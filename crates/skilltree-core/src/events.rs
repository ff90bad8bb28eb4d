//! Taxonomy event types, envelope schema, and event bus.
//!
//! Every mutation of the store and every import step is published on a
//! single broadcast channel. Views that need to stay consistent with the
//! Inactive Bin or the proficiency mappings subscribe instead of re-reading
//! shared state on a timer.
//!
//! ## Envelope Schema
//!
//! Emissions use [`EventEnvelope`], a versioned wrapper around the domain
//! [`TaxonomyEvent`]. The `event_type` field uses dot-namespaced names
//! (e.g. `"node.created"`, `"item.restored"`).

use chrono::{DateTime, Utc};
use serde::Serialize;
use tokio::sync::broadcast;
use uuid::Uuid;

use crate::models::{InactiveItemType, NodeKind};

// ============================================================================
// Event Envelope
// ============================================================================

/// Actor metadata for event attribution.
#[derive(Debug, Clone, PartialEq, Eq, Serialize)]
pub struct EventActor {
    /// Actor type: `"system"` or `"user"`.
    pub kind: String,
    #[serde(skip_serializing_if = "Option::is_none")]
    pub name: Option<String>,
}

impl EventActor {
    /// System actor (imports, internal processes).
    pub fn system() -> Self {
        Self {
            kind: "system".to_string(),
            name: None,
        }
    }

    /// Named user actor.
    pub fn user(name: impl Into<String>) -> Self {
        Self {
            kind: "user".to_string(),
            name: Some(name.into()),
        }
    }
}

/// Versioned event envelope.
#[derive(Debug, Clone, Serialize)]
pub struct EventEnvelope {
    /// Unique event identifier (UUIDv7 for temporal ordering).
    pub event_id: Uuid,
    /// Namespaced event type (e.g., `"node.created"`).
    pub event_type: String,
    pub occurred_at: DateTime<Utc>,
    pub actor: EventActor,
    /// Type of entity this event relates to (e.g., `"node"`, `"mapping"`).
    #[serde(skip_serializing_if = "Option::is_none")]
    pub entity_type: Option<String>,
    #[serde(skip_serializing_if = "Option::is_none")]
    pub entity_id: Option<String>,
    /// Payload schema version.
    pub payload_version: u32,
    pub payload: TaxonomyEvent,
}

impl EventEnvelope {
    /// Create an envelope attributed to the system actor.
    pub fn new(event: TaxonomyEvent) -> Self {
        Self::with_actor(event, EventActor::system())
    }

    pub fn with_actor(event: TaxonomyEvent, actor: EventActor) -> Self {
        Self {
            event_id: crate::uuid_utils::new_v7(),
            event_type: event.namespaced_event_type().to_string(),
            occurred_at: Utc::now(),
            actor,
            entity_type: event.entity_type().map(String::from),
            entity_id: event.entity_id().map(|id| id.to_string()),
            payload_version: 1,
            payload: event,
        }
    }
}

// ============================================================================
// Taxonomy Event (domain payloads)
// ============================================================================

/// Domain event emitted after a state change.
///
/// Serialized as JSON with a `type` tag field, e.g.
/// `{"type":"NodeCreated","node_id":"...","kind":"cluster",...}`.
#[derive(Debug, Clone, PartialEq, Serialize)]
#[serde(tag = "type")]
pub enum TaxonomyEvent {
    NodeCreated {
        node_id: Uuid,
        kind: NodeKind,
        name: String,
        #[serde(skip_serializing_if = "Option::is_none")]
        parent_id: Option<Uuid>,
    },
    NodeUpdated {
        node_id: Uuid,
        name: String,
    },
    /// A node left the active tree for the Inactive Bin.
    NodeInactivated {
        node_id: Uuid,
        kind: NodeKind,
        inactive_item_id: Uuid,
    },
    /// An Inactive Bin entry was restored into the active state.
    ItemRestored {
        inactive_item_id: Uuid,
        item_type: InactiveItemType,
        restored_id: Uuid,
    },
    /// An Inactive Bin entry was permanently discarded.
    ItemPurged {
        inactive_item_id: Uuid,
    },
    NodesMerged {
        merge_id: Uuid,
        source_id: Uuid,
        target_id: Uuid,
        moved_children: usize,
    },
    LevelCreated {
        level_id: Uuid,
        title: String,
    },
    /// A global level changed; `propagated` mappings had their title rewritten.
    LevelUpdated {
        level_id: Uuid,
        title: String,
        propagated: usize,
    },
    MappingCreated {
        mapping_id: Uuid,
        skill_id: Uuid,
    },
    MappingUpdated {
        mapping_id: Uuid,
        skill_id: Uuid,
    },
    MappingInactivated {
        mapping_id: Uuid,
        inactive_item_id: Uuid,
    },
    ImportProgress {
        import_id: Uuid,
        processed: usize,
        total: usize,
        succeeded: usize,
        failed: usize,
    },
    ImportCompleted {
        import_id: Uuid,
        created: usize,
        failed: usize,
        cancelled: bool,
    },
}

impl TaxonomyEvent {
    /// Namespaced event type for the envelope (e.g., `"node.created"`).
    pub fn namespaced_event_type(&self) -> &'static str {
        match self {
            TaxonomyEvent::NodeCreated { .. } => "node.created",
            TaxonomyEvent::NodeUpdated { .. } => "node.updated",
            TaxonomyEvent::NodeInactivated { .. } => "node.inactivated",
            TaxonomyEvent::ItemRestored { .. } => "item.restored",
            TaxonomyEvent::ItemPurged { .. } => "item.purged",
            TaxonomyEvent::NodesMerged { .. } => "node.merged",
            TaxonomyEvent::LevelCreated { .. } => "level.created",
            TaxonomyEvent::LevelUpdated { .. } => "level.updated",
            TaxonomyEvent::MappingCreated { .. } => "mapping.created",
            TaxonomyEvent::MappingUpdated { .. } => "mapping.updated",
            TaxonomyEvent::MappingInactivated { .. } => "mapping.inactivated",
            TaxonomyEvent::ImportProgress { .. } => "import.progress",
            TaxonomyEvent::ImportCompleted { .. } => "import.completed",
        }
    }

    /// Entity type this event relates to.
    pub fn entity_type(&self) -> Option<&'static str> {
        match self {
            TaxonomyEvent::NodeCreated { .. }
            | TaxonomyEvent::NodeUpdated { .. }
            | TaxonomyEvent::NodeInactivated { .. }
            | TaxonomyEvent::NodesMerged { .. } => Some("node"),
            TaxonomyEvent::ItemRestored { .. } | TaxonomyEvent::ItemPurged { .. } => {
                Some("inactive_item")
            }
            TaxonomyEvent::LevelCreated { .. } | TaxonomyEvent::LevelUpdated { .. } => {
                Some("level")
            }
            TaxonomyEvent::MappingCreated { .. }
            | TaxonomyEvent::MappingUpdated { .. }
            | TaxonomyEvent::MappingInactivated { .. } => Some("mapping"),
            TaxonomyEvent::ImportProgress { .. } | TaxonomyEvent::ImportCompleted { .. } => {
                Some("import")
            }
        }
    }

    /// Primary entity ID this event relates to.
    pub fn entity_id(&self) -> Option<Uuid> {
        match self {
            TaxonomyEvent::NodeCreated { node_id, .. }
            | TaxonomyEvent::NodeUpdated { node_id, .. }
            | TaxonomyEvent::NodeInactivated { node_id, .. } => Some(*node_id),
            TaxonomyEvent::NodesMerged { target_id, .. } => Some(*target_id),
            TaxonomyEvent::ItemRestored {
                inactive_item_id, ..
            }
            | TaxonomyEvent::ItemPurged { inactive_item_id } => Some(*inactive_item_id),
            TaxonomyEvent::LevelCreated { level_id, .. }
            | TaxonomyEvent::LevelUpdated { level_id, .. } => Some(*level_id),
            TaxonomyEvent::MappingCreated { mapping_id, .. }
            | TaxonomyEvent::MappingUpdated { mapping_id, .. }
            | TaxonomyEvent::MappingInactivated { mapping_id, .. } => Some(*mapping_id),
            TaxonomyEvent::ImportProgress { import_id, .. }
            | TaxonomyEvent::ImportCompleted { import_id, .. } => Some(*import_id),
        }
    }
}

// ============================================================================
// Event Bus
// ============================================================================

/// Broadcast-based event bus for distributing taxonomy events.
///
/// Uses `tokio::sync::broadcast`. Slow receivers that fall behind receive a
/// `Lagged` error and should re-read the state they care about.
pub struct EventBus {
    tx: broadcast::Sender<EventEnvelope>,
}

impl EventBus {
    /// Create a new event bus with the given buffer capacity.
    pub fn new(capacity: usize) -> Self {
        let (tx, _) = broadcast::channel(capacity.max(1));
        Self { tx }
    }

    /// Emit an event attributed to the system actor. Dropped silently if
    /// nobody is subscribed.
    pub fn emit(&self, event: TaxonomyEvent) {
        self.send(EventEnvelope::new(event));
    }

    /// Emit an event attributed to the given actor.
    pub fn emit_as(&self, event: TaxonomyEvent, actor: EventActor) {
        self.send(EventEnvelope::with_actor(event, actor));
    }

    fn send(&self, envelope: EventEnvelope) {
        tracing::debug!(
            event_type = %envelope.event_type,
            event_id = %envelope.event_id,
            subscriber_count = self.tx.receiver_count(),
            "EventBus emit"
        );
        let _ = self.tx.send(envelope);
    }

    /// Subscribe to enveloped events. Each subscriber gets its own stream.
    pub fn subscribe(&self) -> broadcast::Receiver<EventEnvelope> {
        self.tx.subscribe()
    }

    pub fn subscriber_count(&self) -> usize {
        self.tx.receiver_count()
    }
}

impl Default for EventBus {
    fn default() -> Self {
        Self::new(crate::defaults::EVENT_BUS_CAPACITY)
    }
}
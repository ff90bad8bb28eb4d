//! Centralized default constants for skilltree.
//!
//! **This module is the single source of truth** for shared default values.
//! Crates reference these constants instead of defining their own magic
//! numbers.

// =============================================================================
// TAXONOMY
// =============================================================================

/// Lowest legal sibling rank.
pub const MIN_RANK: u32 = 1;

/// Upper bound of every proficiency score band (lower bound is 0).
pub const MAX_SCORE: u8 = 100;

/// Actor recorded on inactivations when none is configured.
pub const DEFAULT_ACTOR: &str = "admin";

/// Global proficiency levels seeded into a fresh store:
/// `(title, description, min_score, max_score)` in display order.
pub const DEFAULT_LEVELS: [(&str, &str, u8, u8); 4] = [
    (
        "Beginner",
        "Understands the basic concepts and can perform simple tasks with guidance",
        0,
        25,
    ),
    (
        "Intermediate",
        "Works independently on common tasks and knows where to find help",
        26,
        50,
    ),
    (
        "Advanced",
        "Handles complex problems and mentors others",
        51,
        75,
    ),
    (
        "Expert",
        "Recognized authority who sets direction and best practices",
        76,
        100,
    ),
];

// =============================================================================
// PAGINATION
// =============================================================================

/// Default page size for node listings.
pub const PAGE_LIMIT: usize = 50;

/// Default page offset.
pub const PAGE_OFFSET: usize = 0;

/// Default number of suggestions returned per skill.
pub const SUGGESTION_LIMIT: usize = 5;

// =============================================================================
// EVENTS
// =============================================================================

/// Broadcast buffer capacity of the event bus.
pub const EVENT_BUS_CAPACITY: usize = 256;

// =============================================================================
// IMPORT
// =============================================================================

/// Per-row delay used to animate import progress (0 = none).
pub const IMPORT_ROW_DELAY_MS: u64 = 0;

/// Header of the taxonomy import/export CSV.
pub const TAXONOMY_CSV_HEADER: [&str; 4] = ["name", "description", "type", "parent"];

/// Header of the proficiency mapping import/export CSV.
pub const MAPPING_CSV_HEADER: [&str; 3] =
    ["Skill Name", "Proficiency Description", "Proficiency Level"];

// =============================================================================
// STATE FILE
// =============================================================================

/// File name of the persisted state inside the data directory.
pub const STATE_FILE_NAME: &str = "skilltree-state.json";
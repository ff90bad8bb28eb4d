//! Validation engine for taxonomy nodes, global proficiency levels, and
//! proficiency mappings.
//!
//! Every validator is a pure function over the candidate and the records it
//! must be consistent with. Validators return the full list of violated rules
//! rather than stopping at the first one, so a form can show every error at
//! once.

use serde::{Deserialize, Serialize};
use uuid::Uuid;

use crate::defaults::{MAX_SCORE, MIN_RANK};
use crate::models::{NodeKind, Placement, ProficiencyLevel, ProficiencyMapping, SkillLevel, TaxonomyNode};

/// Which rule a [`ValidationError`] reports.
#[derive(Debug, Clone, Copy, PartialEq, Eq, Hash, Serialize, Deserialize)]
#[serde(rename_all = "snake_case")]
pub enum ValidationRule {
    /// A required field is empty.
    Required,
    /// Name collides with a sibling (case-insensitive).
    DuplicateName,
    /// Parent is missing, inactive, or of the wrong kind.
    IllegalParent,
    /// Rank collides with a sibling's rank.
    DuplicateRank,
    /// Rank is below the minimum.
    InvalidRank,
    /// Score outside 0-100 or min above max.
    ScoreRange,
    /// Field not allowed for this node kind.
    NotApplicable,
    /// Title collides with another global level.
    DuplicateTitle,
    /// Mapping description already used for the same skill.
    DuplicateDescription,
    /// Referenced record does not exist.
    UnknownReference,
}

/// A single violated rule, tied to the field it concerns.
#[derive(Debug, Clone, PartialEq, Eq, Serialize, Deserialize, thiserror::Error)]
#[error("{field}: {message}")]
pub struct ValidationError {
    pub field: String,
    pub rule: ValidationRule,
    pub message: String,
}

impl ValidationError {
    pub fn new(field: impl Into<String>, rule: ValidationRule, message: impl Into<String>) -> Self {
        Self {
            field: field.into(),
            rule,
            message: message.into(),
        }
    }
}

/// Canonical form used for every case-insensitive name comparison.
pub fn normalize_name(name: &str) -> String {
    name.trim().to_lowercase()
}

/// Case-insensitive, whitespace-tolerant name equality.
pub fn names_match(a: &str, b: &str) -> bool {
    normalize_name(a) == normalize_name(b)
}

/// The fields of a node being created or edited.
#[derive(Debug, Clone, Copy)]
pub struct NodeCandidate<'a> {
    /// Set when editing, so the node does not collide with itself.
    pub id: Option<Uuid>,
    pub name: &'a str,
    pub description: &'a str,
    pub rank: u32,
    pub placement: &'a Placement,
}

impl<'a> NodeCandidate<'a> {
    /// Candidate view of an existing node.
    pub fn from_node(node: &'a TaxonomyNode) -> Self {
        Self {
            id: Some(node.id),
            name: &node.name,
            description: &node.description,
            rank: node.rank,
            placement: &node.placement,
        }
    }
}

/// Validate a node against its siblings and resolved parent.
///
/// `siblings` are the active nodes sharing the candidate's parent (for
/// clusters: every active cluster). The candidate itself may be included;
/// it is skipped by id. `parent` is the node the placement points at, or
/// `None` if it could not be resolved.
pub fn validate_node(
    candidate: &NodeCandidate<'_>,
    siblings: &[&TaxonomyNode],
    parent: Option<&TaxonomyNode>,
) -> Vec<ValidationError> {
    let mut errors = Vec::new();
    let kind = candidate.placement.kind();

    if candidate.name.trim().is_empty() {
        errors.push(ValidationError::new(
            "name",
            ValidationRule::Required,
            "Name is required",
        ));
    }
    if candidate.description.trim().is_empty() {
        errors.push(ValidationError::new(
            "description",
            ValidationRule::Required,
            "Description is required",
        ));
    }

    errors.extend(validate_parent(kind, candidate.placement.parent_id(), parent));

    let others = siblings
        .iter()
        .filter(|s| Some(s.id) != candidate.id && s.is_active);

    if !candidate.name.trim().is_empty() {
        let wanted = normalize_name(candidate.name);
        if others.clone().any(|s| normalize_name(&s.name) == wanted) {
            errors.push(ValidationError::new(
                "name",
                ValidationRule::DuplicateName,
                format!(
                    "A {} named '{}' already exists here",
                    kind,
                    candidate.name.trim()
                ),
            ));
        }
    }

    if candidate.rank < MIN_RANK {
        errors.push(ValidationError::new(
            "rank",
            ValidationRule::InvalidRank,
            format!("Rank must be at least {}", MIN_RANK),
        ));
    } else if others.clone().any(|s| s.rank == candidate.rank) {
        errors.push(ValidationError::new(
            "rank",
            ValidationRule::DuplicateRank,
            format!("Rank {} is already used by a sibling", candidate.rank),
        ));
    }

    errors.extend(validate_skill_levels(candidate.placement.proficiency_levels()));
    errors
}

/// Parent-type legality: clusters have no parent, groups need an active
/// cluster, skills need an active group.
pub fn validate_parent(
    kind: NodeKind,
    parent_id: Option<Uuid>,
    parent: Option<&TaxonomyNode>,
) -> Vec<ValidationError> {
    let Some(required) = kind.parent_kind() else {
        if parent_id.is_some() {
            return vec![ValidationError::new(
                "parentId",
                ValidationRule::IllegalParent,
                "A cluster cannot have a parent",
            )];
        }
        return Vec::new();
    };

    let legal = match (parent_id, parent) {
        (Some(id), Some(p)) => p.id == id && p.is_active && p.kind() == required,
        _ => false,
    };
    if legal {
        Vec::new()
    } else {
        vec![ValidationError::new(
            "parentId",
            ValidationRule::IllegalParent,
            format!("A {} must belong to an active {}", kind, required),
        )]
    }
}

/// Required fields and score bands of per-skill proficiency levels.
pub fn validate_skill_levels(levels: &[SkillLevel]) -> Vec<ValidationError> {
    let mut errors = Vec::new();
    for (i, level) in levels.iter().enumerate() {
        let field = |name: &str| format!("proficiencyLevels[{}].{}", i, name);
        if level.title.trim().is_empty() {
            errors.push(ValidationError::new(
                field("title"),
                ValidationRule::Required,
                format!("Level {} title is required", i + 1),
            ));
        }
        if level.description.trim().is_empty() {
            errors.push(ValidationError::new(
                field("description"),
                ValidationRule::Required,
                format!("Level {} description is required", i + 1),
            ));
        }
        if let Some(e) = score_band_error(&field("minScore"), level.min_score, level.max_score) {
            errors.push(e);
        }
    }
    errors
}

───

• Task to complete
Your response should contain each line of the entries above that holds the string "fields".

• Output of the exercise
/// The fields of a node being created or edited.
/// Required fields and score bands of per-skill proficiency levels.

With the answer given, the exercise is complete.